Asia's Airlines Hike Fares, Plan Groundings as Middle East Conflict Fuels Oil Shock
Airlines across Asia are aggressively raising ticket prices and developing contingency plans, including the potential grounding of aircraft, as the escalating conflict in the Middle East threatens to unleash the most significant oil shock since the 1970s. This crisis is disrupting global air travel and fuel supplies, with jet fuel costs soaring and operational challenges mounting.
Sharp Fare Increases and Vulnerability of Asian Carriers
Indian carriers have already implemented fare hikes of approximately 15% on long-haul routes and are considering further increases due to surging jet fuel prices. In Vietnam, state media has issued warnings that airfares could skyrocket by as much as 70%, attributed to the country's heavy dependence on imported jet fuel.
Industry analysts highlight that airlines in Asia are particularly at risk, as many have weaker fuel hedging programs compared to their European or American counterparts. "Panic buttons have been set off everywhere," stated June Goh, a senior oil market analyst at Sparta Commodities SA. "Airlines in Asia with weak hedging are very vulnerable if they sold tickets at earlier, lower price points."
Some low-cost carriers in Southeast Asia are now preparing for scenarios where planes may need to be grounded if jet fuel becomes prohibitively expensive or scarce, according to sources familiar with internal discussions.
Oil Price Surge and Global Disruptions
The conflict, which erupted over a week ago following joint US-Israeli strikes on Iran, has led to widespread disruptions. Oil prices have surged sharply amid fears of prolonged impacts on shipping routes and energy supplies. Crude prices jumped 15% to over $105 a barrel, levels last seen in 2022, with Brent crude briefly rising as much as 29%.
Jet fuel prices have escalated even more rapidly in certain markets, in some cases doubling since the conflict began. Analysts at Deutsche Bank warned, "Absent near-term relief, airlines worldwide could be forced to ground thousands of aircraft, while some of the industry's financially weakest carriers could halt operations." Fuel typically constitutes between one-fifth and one-quarter of airline operating costs, making it the second-largest expense after labor.

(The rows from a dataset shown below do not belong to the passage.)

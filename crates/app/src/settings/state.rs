use std::sync::Arc;

use arc_swap::ArcSwap;
use figment::{
    Figment,
    providers::{Format, Json, Serialized},
};
use hearth_llm::{CUSTOM_MODEL_ID, DEFAULT_MODEL_ID};
use serde::{Deserialize, Serialize};
use snafu::ensure;

use crate::error::{InvalidConfigurationSnafu, SessionResult};

pub const DEFAULT_SYSTEM_PROMPT: &str =
    "You are a helpful AI assistant. When asked to generate images, describe what you would create.";
pub const DEFAULT_TEMPERATURE: f64 = 0.7;
pub const DEFAULT_MAX_TOKENS: u64 = 512;
pub const MAX_TEMPERATURE: f64 = 2.0;

#[derive(Debug, Clone, Copy, PartialEq, Eq, Hash, Default, Serialize, Deserialize)]
#[serde(rename_all = "lowercase")]
pub enum Theme {
    #[default]
    Dark,
    Light,
}

impl Theme {
    pub fn toggled(self) -> Self {
        match self {
            Self::Dark => Self::Light,
            Self::Light => Self::Dark,
        }
    }
}

/// Generation parameters and model selection. Persisted across restarts.
#[derive(Debug, Clone, PartialEq, Serialize, Deserialize)]
#[serde(rename_all = "camelCase")]
pub struct Settings {
    #[serde(default = "default_model_id")]
    pub model_id: String,
    #[serde(default)]
    pub custom_model_id: String,
    #[serde(default = "default_system_prompt")]
    pub system_prompt: String,
    #[serde(default = "default_temperature")]
    pub temperature: f64,
    #[serde(default = "default_max_tokens")]
    pub max_tokens: u64,
    #[serde(default)]
    pub concise_mode: bool,
    #[serde(default)]
    pub theme: Theme,
}

impl Default for Settings {
    fn default() -> Self {
        Self {
            model_id: default_model_id(),
            custom_model_id: String::new(),
            system_prompt: default_system_prompt(),
            temperature: DEFAULT_TEMPERATURE,
            max_tokens: DEFAULT_MAX_TOKENS,
            concise_mode: false,
            theme: Theme::default(),
        }
    }
}

impl Settings {
    /// Parses a persisted settings record, filling absent fields from defaults.
    pub fn from_persisted(raw: &str) -> Result<Self, figment::Error> {
        let settings = Figment::from(Serialized::defaults(Settings::default()))
            .merge(Json::string(raw))
            .extract::<Settings>()?;
        Ok(settings.normalized())
    }

    pub fn is_custom_model(&self) -> bool {
        self.model_id == CUSTOM_MODEL_ID
    }

    /// Resolves the identifier handed to the engine.
    ///
    /// Only checked when a load is requested; editing settings never fails.
    pub fn resolve_model_id(&self) -> SessionResult<String> {
        if !self.is_custom_model() {
            return Ok(self.model_id.clone());
        }

        let custom = self.custom_model_id.trim();
        ensure!(
            !custom.is_empty(),
            InvalidConfigurationSnafu {
                stage: "resolve-model-id",
            }
        );
        Ok(custom.to_string())
    }

    /// Label used for exports; falls back to the raw selection when unresolved.
    pub fn model_label(&self) -> String {
        self.resolve_model_id()
            .unwrap_or_else(|_| self.model_id.clone())
    }

    pub fn normalized(mut self) -> Self {
        self.model_id = self.model_id.trim().to_string();
        if self.model_id.is_empty() {
            self.model_id = default_model_id();
        }
        self.custom_model_id = self.custom_model_id.trim().to_string();

        self.temperature = if self.temperature.is_finite() {
            self.temperature.clamp(0.0, MAX_TEMPERATURE)
        } else {
            DEFAULT_TEMPERATURE
        };
        if self.max_tokens == 0 {
            self.max_tokens = DEFAULT_MAX_TOKENS;
        }

        self
    }
}

/// Lock-free snapshot holder for the live settings.
pub struct SettingsStore {
    settings: ArcSwap<Settings>,
}

impl SettingsStore {
    pub fn new(settings: Settings) -> Self {
        Self {
            settings: ArcSwap::from_pointee(settings.normalized()),
        }
    }

    pub fn settings(&self) -> Arc<Settings> {
        self.settings.load_full()
    }

    pub fn replace(&self, settings: Settings) -> Arc<Settings> {
        let settings = Arc::new(settings.normalized());
        self.settings.store(settings.clone());
        settings
    }

    pub fn update(&self, edit: impl FnOnce(&mut Settings)) -> Arc<Settings> {
        let mut next = Settings::clone(&self.settings.load());
        edit(&mut next);
        self.replace(next)
    }
}

impl Default for SettingsStore {
    fn default() -> Self {
        Self::new(Settings::default())
    }
}

fn default_model_id() -> String {
    DEFAULT_MODEL_ID.to_string()
}

fn default_system_prompt() -> String {
    DEFAULT_SYSTEM_PROMPT.to_string()
}

fn default_temperature() -> f64 {
    DEFAULT_TEMPERATURE
}

fn default_max_tokens() -> u64 {
    DEFAULT_MAX_TOKENS
}

#[cfg(test)]
mod tests {
    use super::*;
    use crate::error::SessionError;

    #[test]
    fn partial_record_keeps_defaults_for_missing_fields() {
        let settings =
            Settings::from_persisted(r#"{"temperature": 1.2, "theme": "light"}"#).unwrap();
        assert_eq!(settings.temperature, 1.2);
        assert_eq!(settings.theme, Theme::Light);
        assert_eq!(settings.model_id, DEFAULT_MODEL_ID);
        assert_eq!(settings.max_tokens, DEFAULT_MAX_TOKENS);
        assert_eq!(settings.system_prompt, DEFAULT_SYSTEM_PROMPT);
    }

    #[test]
    fn unreadable_record_is_an_error() {
        assert!(Settings::from_persisted("not json").is_err());
        assert!(Settings::from_persisted(r#"{"theme": "sepia"}"#).is_err());
    }

    #[test]
    fn custom_selection_requires_an_identifier() {
        let mut settings = Settings {
            model_id: CUSTOM_MODEL_ID.to_string(),
            ..Settings::default()
        };
        assert!(matches!(
            settings.resolve_model_id(),
            Err(SessionError::InvalidConfiguration { .. })
        ));
        assert_eq!(settings.model_label(), CUSTOM_MODEL_ID);

        settings.custom_model_id = "  qwen2.5:7b ".to_string();
        assert_eq!(settings.resolve_model_id().unwrap(), "qwen2.5:7b");
        assert_eq!(
            Settings::default().resolve_model_id().unwrap(),
            DEFAULT_MODEL_ID
        );
    }

    #[test]
    fn normalization_clamps_generation_parameters() {
        let settings = Settings {
            temperature: 3.5,
            max_tokens: 0,
            model_id: "   ".to_string(),
            ..Settings::default()
        }
        .normalized();
        assert_eq!(settings.temperature, MAX_TEMPERATURE);
        assert_eq!(settings.max_tokens, DEFAULT_MAX_TOKENS);
        assert_eq!(settings.model_id, DEFAULT_MODEL_ID);

        let negative = Settings {
            temperature: -1.0,
            ..Settings::default()
        }
        .normalized();
        assert_eq!(negative.temperature, 0.0);
    }

    #[test]
    fn store_updates_publish_new_snapshots() {
        let store = SettingsStore::default();
        let before = store.settings();

        let after = store.update(|settings| {
            settings.theme = settings.theme.toggled();
            settings.temperature = 9.0;
        });

        assert_eq!(before.theme, Theme::Dark);
        assert_eq!(after.theme, Theme::Light);
        assert_eq!(after.temperature, MAX_TEMPERATURE);
        assert_eq!(*store.settings(), *after);
    }
}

Threat to Travel Demand and Operational Challenges
The sharp rise in ticket prices is raising concerns about declining travel demand, especially among leisure passengers. Lorraine Tan, director of equity research for Asia at Morningstar, noted that higher fares could deter travelers and lead companies to reduce business travel due to economic uncertainty.
"The issue for airlines now is that travel demand may be curtailed as costs become prohibitive for leisure travellers," Tan explained. Since the conflict started on February 28, more than 40,000 flights to and from the Middle East have been canceled as airlines reroute to avoid the conflict zone. Airspace closures have forced carriers to carry extra fuel or make additional refueling stops to avoid sudden diversions.
Financial Market Impact and Stock Declines
Airline stocks have come under significant pressure as investors assess the potential effects of higher fuel costs and weaker travel demand. In Asia, shares of major carriers have fallen sharply. Asiana Airlines dropped to its lowest level in over 21 years, while the BI Asia Pacific Airlines index slipped to its lowest point in more than five years as oil prices climbed above $100 per barrel.
Other global airlines have also experienced declines. Korean Air shares fell 8.6%, Air New Zealand dropped 7.8%, and Hong Kong's Cathay Pacific declined about 5%. European airline groups, including Air France-KLM and British Airways owner IAG, fell between 2.5% and 6% in early trading.
Opportunities for Some Carriers Amid Crisis
Despite the widespread challenges, some airlines with stronger fuel hedging programs could benefit from the situation. Carsten Spohr, CEO of Deutsche Lufthansa AG, stated that the German airline group might gain a "relative advantage" if competitors are forced to raise ticket prices, as Lufthansa is hedged against fuel price swings. The airline is also planning to increase capacity on Asian and African routes as Middle Eastern carriers face operational difficulties.
Some industry executives remain cautiously optimistic that the conflict will be relatively short-lived. John Plueger, CEO of Air Lease Corp., expressed, "My own personal view is this is shorter-lived. The main point here is the world doesn't stop. It may be put on hold."
Global Fare Adjustments and Capacity Considerations
Several airlines worldwide have begun adjusting fares in response to the surge in fuel costs. Australia's flag carrier, Qantas Airways, announced it would raise ticket prices on international routes this week due to climbing jet fuel costs from the conflict. The airline reported that flights to Europe remain over 90% full in March, significantly higher than typical levels for this time of year, and is considering increasing capacity on existing European routes in the coming months.
Other carriers, such as Air New Zealand, have also announced fare increases as airlines globally grapple with rising operating costs and uncertainty over fuel supplies. This situation underscores the broader economic ramifications of the Middle East conflict, impacting not only regional stability but also global aviation and travel industries.